EXERCISE INSTRUCTIONS >>
Report each line of the entries below that has the word "tokio" in it.

DATA RECORDS >>
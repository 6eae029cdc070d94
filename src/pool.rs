//! Bounded worker pool over the listing pages.
//!
//! Workers pull page numbers from a pre-loaded queue, fetch and extract each
//! page, and push one [`PageOutcome`] per page onto a results channel. The
//! collector loop in [`FetchPool::run`] is the only owner of the accumulated
//! records, so nothing on the result path needs a lock.

use std::collections::{BTreeSet, VecDeque};
use std::ops::RangeInclusive;
use std::sync::{Arc, Mutex, PoisonError};

use tokio::sync::mpsc;
use tokio::task::JoinSet;

use crate::error::PageError;
use crate::extract::RowExtractor;
use crate::fetch::PageFetcher;
use crate::types::{CandidateRecord, PageNumber};

pub const DEFAULT_WIDTH: usize = 20;

#[derive(Debug)]
pub struct PageOutcome {
    pub page: PageNumber,
    pub result: Result<Vec<CandidateRecord>, PageError>,
}

/// What one pass over the page range produced.
#[derive(Debug, Default)]
pub struct PoolReport {
    pub candidates: Vec<CandidateRecord>,
    /// Pages in the order their outcome reached the collector.
    pub processed: Vec<PageNumber>,
    /// Pages whose worker vanished before reporting.
    pub lost: Vec<PageNumber>,
    pub pages_ok: usize,
    pub pages_stale: usize,
    pub pages_failed: usize,
    pub pages_unparsable: usize,
}

impl PoolReport {
    fn record(&mut self, outcome: PageOutcome) {
        self.processed.push(outcome.page);
        match outcome.result {
            Ok(rows) => {
                self.pages_ok += 1;
                self.candidates.extend(rows);
            }
            Err(PageError::StaleCredentials { .. }) => self.pages_stale += 1,
            Err(PageError::FetchFailed { .. }) => self.pages_failed += 1,
            Err(PageError::ParseFailed { .. }) => self.pages_unparsable += 1,
        }
    }

    pub fn pages_total(&self) -> usize {
        self.processed.len() + self.lost.len()
    }
}

/// Exhaustible FIFO of page numbers. The lock is only held for a pop.
struct PageQueue {
    pages: Mutex<VecDeque<PageNumber>>,
}

impl PageQueue {
    fn new(pages: RangeInclusive<PageNumber>) -> Self {
        Self {
            pages: Mutex::new(pages.collect()),
        }
    }

    fn next(&self) -> Option<PageNumber> {
        self.pages
            .lock()
            .unwrap_or_else(PoisonError::into_inner)
            .pop_front()
    }
}

pub struct FetchPool {
    fetcher: Arc<dyn PageFetcher>,
    extractor: Arc<RowExtractor>,
    width: usize,
}

impl FetchPool {
    pub fn new(fetcher: Arc<dyn PageFetcher>, extractor: Arc<RowExtractor>, width: usize) -> Self {
        Self {
            fetcher,
            extractor,
            width: width.max(1),
        }
    }

    /// Processes every page in `pages` exactly once and returns once all of
    /// them have reported (or their worker is known to be gone).
    pub async fn run(&self, pages: RangeInclusive<PageNumber>) -> PoolReport {
        let expected: BTreeSet<PageNumber> = pages.clone().collect();
        let queue = Arc::new(PageQueue::new(pages));
        let width = self.width.min(expected.len().max(1));

        tracing::info!(pages = expected.len(), width, "[pool] starting");

        let (tx, mut rx) = mpsc::channel::<PageOutcome>(width * 2);
        let mut workers = JoinSet::new();
        for id in 0..width {
            let queue = Arc::clone(&queue);
            let fetcher = Arc::clone(&self.fetcher);
            let extractor = Arc::clone(&self.extractor);
            let tx = tx.clone();
            workers.spawn(async move { work(id, &queue, fetcher.as_ref(), &extractor, tx).await });
        }
        drop(tx);

        let mut report = PoolReport::default();
        while let Some(outcome) = rx.recv().await {
            report.record(outcome);
        }

        while let Some(joined) = workers.join_next().await {
            if let Err(e) = joined {
                tracing::error!(error = %e, "[pool] worker task failed");
            }
        }

        let seen: BTreeSet<PageNumber> = report.processed.iter().copied().collect();
        report.lost = expected.difference(&seen).copied().collect();
        if !report.lost.is_empty() {
            tracing::error!(lost = ?report.lost, "[pool] pages never reported a result");
        }

        tracing::info!(
            ok = report.pages_ok,
            stale = report.pages_stale,
            failed = report.pages_failed,
            unparsable = report.pages_unparsable,
            lost = report.lost.len(),
            candidates = report.candidates.len(),
            "[pool] drained"
        );
        report
    }
}

async fn work(
    id: usize,
    queue: &PageQueue,
    fetcher: &dyn PageFetcher,
    extractor: &RowExtractor,
    tx: mpsc::Sender<PageOutcome>,
) {
    while let Some(page) = queue.next() {
        let result = match fetcher.fetch(page).await {
            Ok(html) => extractor.extract(page, &html),
            Err(e) => Err(e),
        };

        match &result {
            Ok(rows) => tracing::debug!(worker = id, page, rows = rows.len(), "[pool] page done"),
            Err(e @ PageError::StaleCredentials { .. }) => {
                tracing::error!(worker = id, page, "{e}; refresh the session cookie")
            }
            Err(e) => tracing::warn!(worker = id, page, "{e}"),
        }

        if tx.send(PageOutcome { page, result }).await.is_err() {
            break;
        }
    }
}
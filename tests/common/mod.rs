#![allow(dead_code)]

use std::collections::HashMap;
use std::io;
use std::sync::{Arc, Mutex};
use std::sync::atomic::{AtomicUsize, Ordering};

use anyhow::anyhow;
use async_trait::async_trait;
use clap::Parser;

use fieldwatch::{
    Cli, Config, NotifyError, Notifier, PageError, PageFetcher, PageNumber, RecordStore,
    StoreError, StoredRow,
};

pub const DETAIL: &str = "https://admin.example/site?site_id={id}";

pub fn config(pages: (PageNumber, PageNumber), width: usize, extra: &[&str]) -> Config {
    let start = pages.0.to_string();
    let end = pages.1.to_string();
    let width = width.to_string();
    let mut argv = vec![
        "fieldwatch",
        "--cookie",
        "sid=test",
        "--listing-url",
        "https://admin.example/list/{page}",
        "--detail-url",
        DETAIL,
        "--start-page",
        start.as_str(),
        "--end-page",
        end.as_str(),
        "--concurrency",
        width.as_str(),
    ];
    argv.extend_from_slice(extra);
    Config::from_cli(Cli::try_parse_from(argv).unwrap()).unwrap()
}

/// Listing markup in the admin grid layout; `seller` may be empty.
pub fn listing(rows: &[(&str, &str, &str)]) -> String {
    let body: String = rows
        .iter()
        .map(|(id, url, seller)| {
            format!(
                "<tr><td>{id}</td><td><a href=\"#\">{url}</a></td>\
                 <td>{seller}</td><td>edit</td></tr>"
            )
        })
        .collect();
    format!(
        r#"<html><body><div id="ff-grid" class="grid-view"><table class="items">
        <thead><tr><th>ID</th><th>Site</th><th>Seller</th><th></th></tr></thead>
        <tbody>{body}</tbody></table></div></body></html>"#
    )
}

// -------------------------
// Fetcher
// -------------------------

#[derive(Default)]
pub struct FakeFetcher {
    pages: HashMap<PageNumber, Result<String, PageError>>,
    pub hits: AtomicUsize,
}

impl FakeFetcher {
    pub fn page(mut self, page: PageNumber, html: String) -> Self {
        self.pages.insert(page, Ok(html));
        self
    }

    pub fn fail(mut self, page: PageNumber, err: PageError) -> Self {
        self.pages.insert(page, Err(err));
        self
    }

    pub fn calls(&self) -> usize {
        self.hits.load(Ordering::SeqCst)
    }
}

#[async_trait]
impl PageFetcher for FakeFetcher {
    async fn fetch(&self, page: PageNumber) -> Result<String, PageError> {
        self.hits.fetch_add(1, Ordering::SeqCst);
        tokio::task::yield_now().await;
        self.pages
            .get(&page)
            .cloned()
            .unwrap_or_else(|| Ok(listing(&[])))
    }
}

// -------------------------
// Store
// -------------------------

#[derive(Default)]
pub struct MemoryStore {
    pub rows: Mutex<Vec<StoredRow>>,
    pub appends: AtomicUsize,
    pub overwrites: AtomicUsize,
    pub fail_connect: bool,
    pub fail_write: bool,
}

impl MemoryStore {
    pub fn with_ids(ids: &[&str]) -> Self {
        let rows = ids
            .iter()
            .map(|id| StoredRow::from_cells(&[*id, "known.example", "link"]))
            .collect();
        Self {
            rows: Mutex::new(rows),
            ..Self::default()
        }
    }

    pub fn ids(&self) -> Vec<String> {
        self.rows
            .lock()
            .unwrap()
            .iter()
            .map(|r| r.identifier.clone())
            .collect()
    }

    pub fn writes(&self) -> usize {
        self.appends.load(Ordering::SeqCst) + self.overwrites.load(Ordering::SeqCst)
    }
}

#[async_trait]
impl RecordStore for MemoryStore {
    async fn ensure_header(&self) -> Result<(), StoreError> {
        if self.fail_connect {
            return Err(StoreError::Connect(anyhow!("permission denied")));
        }
        Ok(())
    }

    async fn read_all(&self) -> Result<Vec<StoredRow>, StoreError> {
        if self.fail_connect {
            return Err(StoreError::Connect(anyhow!("permission denied")));
        }
        Ok(self.rows.lock().unwrap().clone())
    }

    async fn append_rows(&self, rows: &[StoredRow]) -> Result<(), StoreError> {
        if self.fail_write {
            return Err(StoreError::Write(anyhow!("quota exceeded")));
        }
        self.appends.fetch_add(1, Ordering::SeqCst);
        self.rows.lock().unwrap().extend_from_slice(rows);
        Ok(())
    }

    async fn overwrite_all(&self, rows: &[StoredRow]) -> Result<(), StoreError> {
        if self.fail_write {
            return Err(StoreError::Write(anyhow!("quota exceeded")));
        }
        self.overwrites.fetch_add(1, Ordering::SeqCst);
        *self.rows.lock().unwrap() = rows.to_vec();
        Ok(())
    }
}

// -------------------------
// Notifier
// -------------------------

#[derive(Default)]
pub struct RecordingNotifier {
    pub sent: Mutex<Vec<String>>,
    pub fail: bool,
}

impl RecordingNotifier {
    pub fn messages(&self) -> Vec<String> {
        self.sent.lock().unwrap().clone()
    }
}

#[async_trait]
impl Notifier for RecordingNotifier {
    async fn send(&self, text: &str) -> Result<(), NotifyError> {
        if self.fail {
            return Err(NotifyError(anyhow!("webhook answered 500")));
        }
        self.sent.lock().unwrap().push(text.to_string());
        Ok(())
    }
}

// -------------------------
// Logs
// -------------------------

/// Plain-text log sink for asserting on what a run reported.
#[derive(Clone, Default)]
pub struct LogCapture(Arc<Mutex<Vec<u8>>>);

impl LogCapture {
    /// A fmt subscriber writing here; install it with `tracing::subscriber::set_default`.
    pub fn subscriber(&self) -> impl tracing::Subscriber + Send + Sync + 'static {
        let sink = self.clone();
        tracing_subscriber::fmt()
            .with_writer(move || sink.clone())
            .with_ansi(false)
            .with_target(false)
            .with_max_level(tracing::Level::INFO)
            .finish()
    }

    pub fn lines(&self) -> Vec<String> {
        String::from_utf8_lossy(&self.0.lock().unwrap())
            .lines()
            .map(str::to_string)
            .collect()
    }
}

impl io::Write for LogCapture {
    fn write(&mut self, buf: &[u8]) -> io::Result<usize> {
        self.0.lock().unwrap().extend_from_slice(buf);
        Ok(buf.len())
    }

    fn flush(&mut self) -> io::Result<()> {
        Ok(())
    }
}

FINAL ANSWER >>
use tokio::sync::mpsc;
use tokio::task::JoinSet;
        tokio::task::yield_now().await;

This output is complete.